НЕКРОЛОГ

 


Журнал московской патриархии. Официальная хроника.

1993 г., № 3

 

 

 

Священник Владимир Сидоров

 

С четырех сторон глухая бездна.
        Я назад не в силах повернуть,
        Будто кто-то волею железной
        Мой безбрежный направляет путь..

 

Эти строки принадлежат священнику и поэту Владимиру Сидорову, скончавшемуся 27 января 1993 года у престола Божиего. В этот день – день памяти святой равноапостольной Нины, отец Владимир вышел принять исповедь у желающих причаститься. Уже оставалось всего несколько человек, когда священник, внезапно прервав исповедь, ушел в алтарь.
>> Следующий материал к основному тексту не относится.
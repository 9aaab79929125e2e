pub use aabb_tree::{AabbTree, AabbTreeNode};
pub use aabb_tree_search::AabbTreeSearch;

mod aabb_tree;
mod aabb_tree_insert;
mod aabb_tree_search;
mod aabb_tree_validation;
Он умер, стоя у престола и глядя на образ Спасителя.

 

Надо верить и ждать хоть  до смертного часа:
        Смолкнет сердце, и выпадет книга   из рук,
        И расплещется свет ослепительный  Спаса,
        И не будет ошибок, не будет разлук!

 

Эти стихи, задолго до того, как стать священником, написал Владимир Ев­геньевич Сидоров – поэт, которого хорошо знали в Москве.

Он родился 31 марта 1948 года в ти­хом городке на Волге. Волжская ширь, воспитание в семье, хранящей национальные традиции, формирова­ли будущего поэта и священнослужи­теля. Ему было близко творчество Н. Некрасова. «О Волга, колыбель моя, любил ли кто тебя, как я»,– он часто повторял эти слова, хотя боль­шую часть своей жизни прожил в Москве. На Волге были его корни. Здесь священствовали и были ре­прессированы в 20–30 годы его дед и другие родственники. Два его праде­да были священниками в Самарской губернии. Эта православная закваска всегда проявлялась во Владимире, хотя детство и молодость его прошли вне церковной ограды, крещен он был лишь в возрасте 27 лет.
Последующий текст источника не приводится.